A Response From the Governor, CBSL to the News Item Published in LankaCNews

It has come to my attention about an article dated 17.02.2019 published in LankaCNews website, stating to be of a letter addressed to me by Hon. Wimal Weerawansa, MP, regarding transactions pertaining to ETI Finance Ltd. Although, I have still not received such a letter, I wish to clarify the below points with respect to the said webpage.

  1. Central Bank of Sri Lanka (CBSL) issued a press release on 02.01.2018 regarding regulatory actions taken on ETI Finance Ltd (ETIF) and not on 01.02.2018, as stated in the above webpage. Further, the said press release did not state that CBSL officers were appointed to supervise the affairs of ETIF. Instead, a Panel was appointed by the CBSL which is chaired by a retired CBSL officer and two retired bankers as members of the Panel.
  2. CBSL has not come to an agreement with one Mr Subaskaran Allirajah or any other individual as stated in the above webpage. We have always maintained that all transactions/negotiations to sell assets should be conducted by ETIF itself with relevant parties.
  3. CBSL did not intervene in the said transaction as mentioned in the above webpage and all that CBSL did was granting necessary regulatory approvals and taking necessary actions to obtain a fair price for the assets, based on a request made by the directors of ETIF. Accordingly, ETIF was persuaded to obtain a higher price than the initial bid submitted.

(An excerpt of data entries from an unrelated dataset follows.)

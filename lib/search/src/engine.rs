//! Substring search across dictionary columns
//!
//! Every term is matched on its own against every original column. The
//! source-language column is compared through its shadow value using the
//! folded term, all other columns with the term exactly as typed. Results
//! are grouped term by term, in the order the terms were given.

use crate::source::RowSource;
use ahash::AHashSet;
use slovnik_core::{normalize_term, DictionaryEntry, Filter, Result, RowId, SearchResult, StoredRow};
use tracing::debug;

/// Search over one row source
pub struct SearchEngine<'a> {
    source: &'a dyn RowSource,
}

impl<'a> SearchEngine<'a> {
    pub fn new(source: &'a dyn RowSource) -> Self {
        Self { source }
    }

    /// Run every term and concatenate the per-term results.
    ///
    /// A row is reported at most once per term but may show up under
    /// several terms. The filter is applied after matching.
    pub fn search<S: AsRef<str>>(
        &self,
        terms: &[S],
        filter: Option<&dyn Filter>,
    ) -> Result<Vec<SearchResult>> {
        let mut results = Vec::new();
        for term in terms {
            results.extend(self.search_term(term.as_ref(), filter)?);
        }
        Ok(results)
    }

    /// Matches for a single term, in row order.
    pub fn search_term(&self, term: &str, filter: Option<&dyn Filter>) -> Result<Vec<SearchResult>> {
        let schema = self.source.schema();
        let normalized = normalize_term(term);
        let mut seen: AHashSet<RowId> = AHashSet::new();
        let mut results = Vec::new();

        self.source.scan(&mut |id, row| {
            if !self.matches(row, term, &normalized) || !seen.insert(id) {
                return;
            }

            let entry = DictionaryEntry::from_row(id, schema.columns(), row);
            if filter.map(|f| f.matches(&entry)).unwrap_or(true) {
                results.push(SearchResult::new(entry, term));
            }
        })?;

        debug!(term, normalized = %normalized, matches = results.len(), "term searched");
        Ok(results)
    }

    /// Whether any column of `row` contains the term.
    ///
    /// `normalized` must be `normalize_term(term)`.
    pub fn matches(&self, row: &StoredRow, term: &str, normalized: &str) -> bool {
        let source_column = self.source.schema().source_column();

        (0..self.source.schema().columns().len()).any(|i| {
            if Some(i) == source_column {
                row.shadow.contains(normalized)
            } else {
                row.cell(i).contains(term)
            }
        })
    }
}

#[cfg(test)]
mod tests {
    use super::*;
    use crate::source::MemoryRows;
    use slovnik_core::LanguageFilter;
    use slovnik_schema::DictionarySchema;

    fn cells(values: &[&str]) -> Vec<String> {
        values.iter().map(|v| v.to_string()).collect()
    }

    fn sample() -> MemoryRows {
        let schema = DictionarySchema::build(["isv", "en", "ru"]).unwrap();
        let mut rows = MemoryRows::new(schema);
        rows.push(cells(&["voda", "water", "вода"]));
        rows.push(cells(&["ogenj", "fire", ""]));
        rows.push(cells(&["čaša", "cup", "чаша"]));
        rows.push(cells(&["vodopad", "waterfall", "водопад"]));
        rows
    }

    fn ids(results: &[SearchResult]) -> Vec<RowId> {
        results.iter().map(SearchResult::id).collect()
    }

    #[test]
    fn test_source_column_is_diacritic_insensitive() {
        let rows = sample();
        let engine = SearchEngine::new(&rows);

        assert_eq!(ids(&engine.search(&["casa"], None).unwrap()), vec![3]);
        assert_eq!(ids(&engine.search(&["ČAŠ"], None).unwrap()), vec![3]);
        assert_eq!(ids(&engine.search(&["vodš"], None).unwrap()), Vec::<RowId>::new());
    }

    #[test]
    fn test_other_columns_are_case_sensitive() {
        let rows = sample();
        let engine = SearchEngine::new(&rows);

        assert_eq!(ids(&engine.search(&["water"], None).unwrap()), vec![1, 4]);
        assert!(engine.search(&["Water"], None).unwrap().is_empty());
        assert_eq!(ids(&engine.search(&["вод"], None).unwrap()), vec![1, 4]);
    }

    #[test]
    fn test_dedup_within_term() {
        let schema = DictionarySchema::build(["isv", "en", "pl"]).unwrap();
        let mut rows = MemoryRows::new(schema);
        rows.push(cells(&["kot", "kot", "kot"]));
        let engine = SearchEngine::new(&rows);

        let results = engine.search(&["kot"], None).unwrap();
        assert_eq!(results.len(), 1);
        assert_eq!(results[0].term, "kot");
    }

    #[test]
    fn test_cross_term_duplicates_are_kept() {
        let rows = sample();
        let engine = SearchEngine::new(&rows);

        let results = engine.search(&["voda", "water"], None).unwrap();
        assert_eq!(ids(&results), vec![1, 1, 4]);
        let terms: Vec<_> = results.iter().map(|r| r.term.as_str()).collect();
        assert_eq!(terms, ["voda", "water", "water"]);
    }

    #[test]
    fn test_language_filter_after_match() {
        let rows = sample();
        let engine = SearchEngine::new(&rows);
        let ru = LanguageFilter::new("ru");

        assert!(engine.search(&["fire"], Some(&ru)).unwrap().is_empty());
        assert_eq!(ids(&engine.search(&["fire"], None).unwrap()), vec![2]);
        assert_eq!(ids(&engine.search(&["water"], Some(&ru)).unwrap()), vec![1, 4]);

        let unknown = LanguageFilter::new("de");
        assert!(engine.search(&["water"], Some(&unknown)).unwrap().is_empty());
    }

    #[test]
    fn test_empty_term_matches_everything() {
        let rows = sample();
        let engine = SearchEngine::new(&rows);
        assert_eq!(engine.search(&[""], None).unwrap().len(), rows.len());
    }

    #[test]
    fn test_wildcard_characters_are_literal() {
        let schema = DictionarySchema::build(["isv", "en"]).unwrap();
        let mut rows = MemoryRows::new(schema);
        rows.push(cells(&["procent", "100%"]));
        rows.push(cells(&["snake_case", "word"]));
        rows.push(cells(&["abc", "a_c"]));
        let engine = SearchEngine::new(&rows);

        assert_eq!(ids(&engine.search(&["%"], None).unwrap()), vec![1]);
        assert_eq!(ids(&engine.search(&["_"], None).unwrap()), vec![2, 3]);
        assert!(engine.search(&["a%c"], None).unwrap().is_empty());
    }

    #[test]
    fn test_without_source_column() {
        let schema = DictionarySchema::build(["en", "ru"]).unwrap();
        let mut rows = MemoryRows::new(schema);
        rows.push(cells(&["water", "вода"]));
        let engine = SearchEngine::new(&rows);

        assert_eq!(engine.search(&["wat"], None).unwrap().len(), 1);
        assert!(engine.search(&["voda"], None).unwrap().is_empty());
    }

    #[test]
    fn test_entries_hide_shadow() {
        let rows = sample();
        let engine = SearchEngine::new(&rows);
        let results = engine.search(&["čaša"], None).unwrap();

        let entry = &results[0].entry;
        assert_eq!(entry.get("isv"), Some("čaša"));
        assert_eq!(entry.get("isv_normalized"), None);
        assert_eq!(entry.columns().collect::<Vec<_>>(), ["isv", "en", "ru"]);
    }
}
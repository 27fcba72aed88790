//! # slovnik
//!
//! Offline search over the Interslavic cross-language dictionary.
//!
//! The dictionary is published as a spreadsheet with one column per
//! language. slovnik downloads it once, loads it into a local LMDB store
//! and answers substring queries against every column. Queries against the
//! Interslavic column ignore diacritics and case, so `casa` finds `čaša`.
//!
//! ## Quick Start
//!
//! ### As a CLI
//!
//! ```bash
//! cargo install slovnik
//! slovnik voda ogenj --lang ru
//! slovnik --info
//! ```
//!
//! ### As a Library
//!
//! ```rust,no_run
//! use slovnik::prelude::*;
//!
//! let manager = DictionaryManager::new(CacheConfig::default())?;
//! if !manager.cache_exists() || manager.needs_schema_upgrade()? {
//!     manager.refresh_from_source()?;
//! }
//!
//! for result in manager.search(&["voda"], Some("en"))? {
//!     println!("{} -> {:?}", result.term, result.entry.get("en"));
//! }
//! # Ok::<(), slovnik::Error>(())
//! ```
//!
//! ## Crate Structure
//!
//! - [`slovnik-core`](https://docs.rs/slovnik-core) - Normalization, entries, filters, token index
//! - [`slovnik-schema`](https://docs.rs/slovnik-schema) - Storage schema derived from the source header
//! - [`slovnik-search`](https://docs.rs/slovnik-search) - Substring search engine
//! - [`slovnik-storage`](https://docs.rs/slovnik-storage) - LMDB store, loader, metadata, fetching

pub mod output;

// Re-export core types
pub use slovnik_core::{
    normalize, normalize_term, DictionaryEntry, Error, Filter, LanguageFilter, Result, RowId,
    SearchResult, SCHEMA_VERSION,
};

pub use slovnik_schema::{DictionarySchema, SchemaError};

pub use slovnik_search::{MemoryRows, RowSource, SearchEngine};

// Re-export storage
pub use slovnik_storage::{
    CacheConfig, CacheDescription, CacheMetadata, DictionaryManager, FileFetcher, HttpFetcher,
    LoadResult, SourceFetcher,
};

/// Prelude module for convenient imports
pub mod prelude {
    pub use crate::{
        CacheConfig, DictionaryEntry, DictionaryManager, Error, LanguageFilter, Result,
        SearchResult, SourceFetcher,
    };
}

  4. However, CBSL granted a conditional approval for a proposal submitted to revive Swarnamahal Financial Services PLC (SFSP) which was submitted by Ben Holdings (Pvt) Ltd, a locally incorporated entity, through SFSP. Together with the said approval, CBSL has requested information including those on the financial strength of the investor, which has not yet been submitted to CBSL. There was no agreement to infuse USD 12 million to SFSP as stated in the above webpage.
  5. As clearly stated in our press release dated 02.01.2018, the Board of Directors of ETIF continued to remain and the directors were informed to conduct all negotiations with the investors and depositors. Accordingly, the stance conveyed by CBSL with regard to the directors of ETIF and their involvement in the affairs of the company remains unchanged.
  6. Sale of EAP entity was not approved by CBSL through its letter dated 27.02.2018 or through any other approval. The Monetary Board of CBSL only approved sale of selected assets of ETIF and the total consideration is USD 75 million. Though the initial approval was to transfer all identified assets at once, since the buyers paid the amount in tranches assets equivalent to each tranche received were transferred.
  7. CBSL has not acted to give a one-year period to remit the balance USD 16 million after remitting the USD 54 million, and will not do so at any time. What actually happened was the buyer remitting USD 16 million on 25.10.2018 to a local bank and subsequently withdrawing the same due to certain misunderstandings. However, it has been informed that this amount would be re-remitted before end of February 2019.
  8. Registration of entities acquired by the buyers should be done in accordance with the relevant laws and regulations applicable to regulating such entities. It should be done by the party acquiring the assets.
  9. When remitting the funds, the relevant banks have conducted enhanced due diligence and the banks were informed to accept the funds only if they are satisfied on the said due diligences. The banks have confirmed that they have acted accordingly and credited the funds to the relevant accounts.
  10. There were no reports which were presented to us as to the parties purchasing the assets were involved in unlawful activities, during the inquiries done on the transaction.
  11. In the event the full USD 75 million agreed for the transaction is not received (as per current discussions USD 70 million should be received), SFSP will remain with ETIF in lieu of the balance USD 5 million. Anyway, alternative measures for SFSP are being considered currently.
  12. CBSL’s statutory powers are limited to the regulated financial institutions. Authority over registration of lands and media institutions are with the relevant authorities in this regard. As such, CBSL has repeatedly instructed all parties to conduct the transaction to purchase, transfer assets subject to applicable laws and regulations, when granting approval and at other times.
  13. CBSL only dealt with SFSP regarding approving the business plan for SFSP and not with any other party as stated in the above webpage.
  14. As mentioned by us earlier, at the time of granting approval to ETIF to dispose its assets for USD 75 million, there was no proposal from any other party submitted to the CBSL.